TASK DETAILS: For the word "service", search the records and show each line in which it occurs.

RECORDS FOR THIS EXERCISE:
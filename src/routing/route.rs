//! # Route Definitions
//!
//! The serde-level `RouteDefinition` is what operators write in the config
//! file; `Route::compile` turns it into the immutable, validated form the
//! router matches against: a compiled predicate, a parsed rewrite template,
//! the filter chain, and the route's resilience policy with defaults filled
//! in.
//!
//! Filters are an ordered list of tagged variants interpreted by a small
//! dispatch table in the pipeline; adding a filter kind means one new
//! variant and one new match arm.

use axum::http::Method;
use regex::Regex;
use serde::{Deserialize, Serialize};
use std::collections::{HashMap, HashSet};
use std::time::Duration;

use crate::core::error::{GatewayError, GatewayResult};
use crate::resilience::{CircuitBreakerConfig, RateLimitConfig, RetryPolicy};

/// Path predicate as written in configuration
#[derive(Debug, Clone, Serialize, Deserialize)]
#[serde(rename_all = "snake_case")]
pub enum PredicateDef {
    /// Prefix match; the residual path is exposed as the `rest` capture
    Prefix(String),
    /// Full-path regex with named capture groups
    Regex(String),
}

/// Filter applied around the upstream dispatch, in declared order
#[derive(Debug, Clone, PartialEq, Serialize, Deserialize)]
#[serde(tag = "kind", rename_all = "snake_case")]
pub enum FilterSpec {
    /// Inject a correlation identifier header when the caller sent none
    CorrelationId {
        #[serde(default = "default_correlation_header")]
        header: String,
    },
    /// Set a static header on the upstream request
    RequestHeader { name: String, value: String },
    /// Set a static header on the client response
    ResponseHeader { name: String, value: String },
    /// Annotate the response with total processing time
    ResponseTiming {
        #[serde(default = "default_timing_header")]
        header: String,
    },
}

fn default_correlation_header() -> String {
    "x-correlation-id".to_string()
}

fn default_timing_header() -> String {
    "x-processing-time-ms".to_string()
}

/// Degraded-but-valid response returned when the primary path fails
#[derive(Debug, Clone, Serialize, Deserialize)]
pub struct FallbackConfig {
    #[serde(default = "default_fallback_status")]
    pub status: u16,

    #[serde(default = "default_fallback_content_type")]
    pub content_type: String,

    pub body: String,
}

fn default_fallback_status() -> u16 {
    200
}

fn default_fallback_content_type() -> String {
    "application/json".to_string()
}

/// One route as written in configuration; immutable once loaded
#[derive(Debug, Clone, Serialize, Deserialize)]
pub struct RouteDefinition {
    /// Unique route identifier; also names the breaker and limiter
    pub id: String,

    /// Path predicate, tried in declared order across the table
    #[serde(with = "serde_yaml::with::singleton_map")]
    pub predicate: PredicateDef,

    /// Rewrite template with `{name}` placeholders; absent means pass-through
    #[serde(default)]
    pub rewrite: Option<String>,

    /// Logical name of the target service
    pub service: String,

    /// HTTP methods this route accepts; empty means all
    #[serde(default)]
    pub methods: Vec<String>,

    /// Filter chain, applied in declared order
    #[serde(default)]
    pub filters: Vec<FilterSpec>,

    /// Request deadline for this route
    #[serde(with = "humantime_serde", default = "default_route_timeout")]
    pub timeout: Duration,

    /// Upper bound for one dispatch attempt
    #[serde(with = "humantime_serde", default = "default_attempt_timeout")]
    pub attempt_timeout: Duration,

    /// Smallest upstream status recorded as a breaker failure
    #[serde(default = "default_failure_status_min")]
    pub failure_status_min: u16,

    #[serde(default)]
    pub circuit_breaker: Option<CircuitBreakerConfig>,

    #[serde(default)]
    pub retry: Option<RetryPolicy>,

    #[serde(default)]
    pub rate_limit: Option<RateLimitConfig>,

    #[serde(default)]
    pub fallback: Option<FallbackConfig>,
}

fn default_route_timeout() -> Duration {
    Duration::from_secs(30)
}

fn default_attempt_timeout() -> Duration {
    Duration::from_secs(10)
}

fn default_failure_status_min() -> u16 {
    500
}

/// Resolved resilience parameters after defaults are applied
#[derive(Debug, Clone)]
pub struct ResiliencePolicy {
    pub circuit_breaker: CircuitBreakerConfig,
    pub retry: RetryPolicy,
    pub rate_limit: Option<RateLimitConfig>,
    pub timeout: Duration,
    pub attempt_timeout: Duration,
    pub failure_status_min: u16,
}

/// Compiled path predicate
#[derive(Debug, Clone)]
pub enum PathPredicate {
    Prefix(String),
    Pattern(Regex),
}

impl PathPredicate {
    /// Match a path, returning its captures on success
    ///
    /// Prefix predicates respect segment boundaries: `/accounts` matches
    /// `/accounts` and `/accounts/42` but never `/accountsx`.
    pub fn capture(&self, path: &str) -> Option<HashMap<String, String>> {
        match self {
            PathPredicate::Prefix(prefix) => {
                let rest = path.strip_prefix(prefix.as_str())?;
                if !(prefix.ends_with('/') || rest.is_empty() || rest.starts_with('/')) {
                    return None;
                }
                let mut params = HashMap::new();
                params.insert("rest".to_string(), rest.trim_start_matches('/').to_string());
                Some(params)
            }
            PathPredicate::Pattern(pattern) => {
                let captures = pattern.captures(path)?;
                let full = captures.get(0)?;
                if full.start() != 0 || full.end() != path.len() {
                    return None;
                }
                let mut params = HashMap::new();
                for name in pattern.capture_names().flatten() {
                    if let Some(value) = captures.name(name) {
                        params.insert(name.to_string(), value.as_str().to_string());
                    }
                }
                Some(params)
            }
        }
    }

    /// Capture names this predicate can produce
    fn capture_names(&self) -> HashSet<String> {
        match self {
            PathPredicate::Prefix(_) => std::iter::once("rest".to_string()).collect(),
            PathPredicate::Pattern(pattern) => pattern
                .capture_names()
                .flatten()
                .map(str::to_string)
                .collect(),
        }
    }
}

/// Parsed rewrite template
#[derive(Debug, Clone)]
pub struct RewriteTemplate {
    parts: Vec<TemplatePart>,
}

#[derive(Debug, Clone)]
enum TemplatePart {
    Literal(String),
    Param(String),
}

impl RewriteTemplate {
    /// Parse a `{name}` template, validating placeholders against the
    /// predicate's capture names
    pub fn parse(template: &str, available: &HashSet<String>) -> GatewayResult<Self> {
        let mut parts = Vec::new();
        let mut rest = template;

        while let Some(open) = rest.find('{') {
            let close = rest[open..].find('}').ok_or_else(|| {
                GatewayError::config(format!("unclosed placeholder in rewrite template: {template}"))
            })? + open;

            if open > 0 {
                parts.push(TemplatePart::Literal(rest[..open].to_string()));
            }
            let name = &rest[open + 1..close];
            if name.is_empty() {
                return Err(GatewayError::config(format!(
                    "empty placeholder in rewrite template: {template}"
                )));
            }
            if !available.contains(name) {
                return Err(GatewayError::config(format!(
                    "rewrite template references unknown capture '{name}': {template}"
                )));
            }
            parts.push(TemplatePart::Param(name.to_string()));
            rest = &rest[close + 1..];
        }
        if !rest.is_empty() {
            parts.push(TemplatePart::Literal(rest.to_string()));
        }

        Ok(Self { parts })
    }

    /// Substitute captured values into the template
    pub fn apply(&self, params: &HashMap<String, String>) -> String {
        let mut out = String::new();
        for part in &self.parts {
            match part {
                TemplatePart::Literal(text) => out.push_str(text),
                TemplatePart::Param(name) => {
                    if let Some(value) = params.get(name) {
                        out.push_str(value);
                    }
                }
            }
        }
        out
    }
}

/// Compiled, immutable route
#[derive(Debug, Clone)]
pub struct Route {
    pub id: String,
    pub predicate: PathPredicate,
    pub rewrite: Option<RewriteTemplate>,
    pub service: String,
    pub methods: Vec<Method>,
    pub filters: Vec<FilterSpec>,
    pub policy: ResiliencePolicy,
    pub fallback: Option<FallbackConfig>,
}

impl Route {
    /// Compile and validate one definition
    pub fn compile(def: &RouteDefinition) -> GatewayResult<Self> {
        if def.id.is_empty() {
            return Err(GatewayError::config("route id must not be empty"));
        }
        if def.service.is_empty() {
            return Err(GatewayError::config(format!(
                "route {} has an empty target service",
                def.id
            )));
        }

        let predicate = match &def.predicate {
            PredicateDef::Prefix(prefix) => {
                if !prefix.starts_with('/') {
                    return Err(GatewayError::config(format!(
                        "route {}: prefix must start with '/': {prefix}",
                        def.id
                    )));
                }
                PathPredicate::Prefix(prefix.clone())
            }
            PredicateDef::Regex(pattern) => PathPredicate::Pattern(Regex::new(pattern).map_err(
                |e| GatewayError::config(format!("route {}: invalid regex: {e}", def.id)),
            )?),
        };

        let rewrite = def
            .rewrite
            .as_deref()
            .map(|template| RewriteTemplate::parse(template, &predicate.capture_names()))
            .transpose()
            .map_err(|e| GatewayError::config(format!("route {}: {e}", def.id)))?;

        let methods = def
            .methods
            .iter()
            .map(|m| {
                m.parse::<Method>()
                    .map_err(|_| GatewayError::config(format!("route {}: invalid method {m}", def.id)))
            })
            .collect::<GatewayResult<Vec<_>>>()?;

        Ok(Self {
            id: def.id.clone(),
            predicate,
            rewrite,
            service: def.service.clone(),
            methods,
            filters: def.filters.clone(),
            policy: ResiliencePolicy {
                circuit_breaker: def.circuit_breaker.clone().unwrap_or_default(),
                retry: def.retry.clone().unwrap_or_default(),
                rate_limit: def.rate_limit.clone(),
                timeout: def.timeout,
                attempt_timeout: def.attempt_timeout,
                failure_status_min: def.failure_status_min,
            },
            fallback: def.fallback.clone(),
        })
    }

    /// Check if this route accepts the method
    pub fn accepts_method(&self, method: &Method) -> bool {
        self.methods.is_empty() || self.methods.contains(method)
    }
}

ANSWER SECTION:
    /// Logical name of the target service
    pub service: String,
    pub service: String,
        if def.service.is_empty() {
                "route {} has an empty target service",
            service: def.service.clone(),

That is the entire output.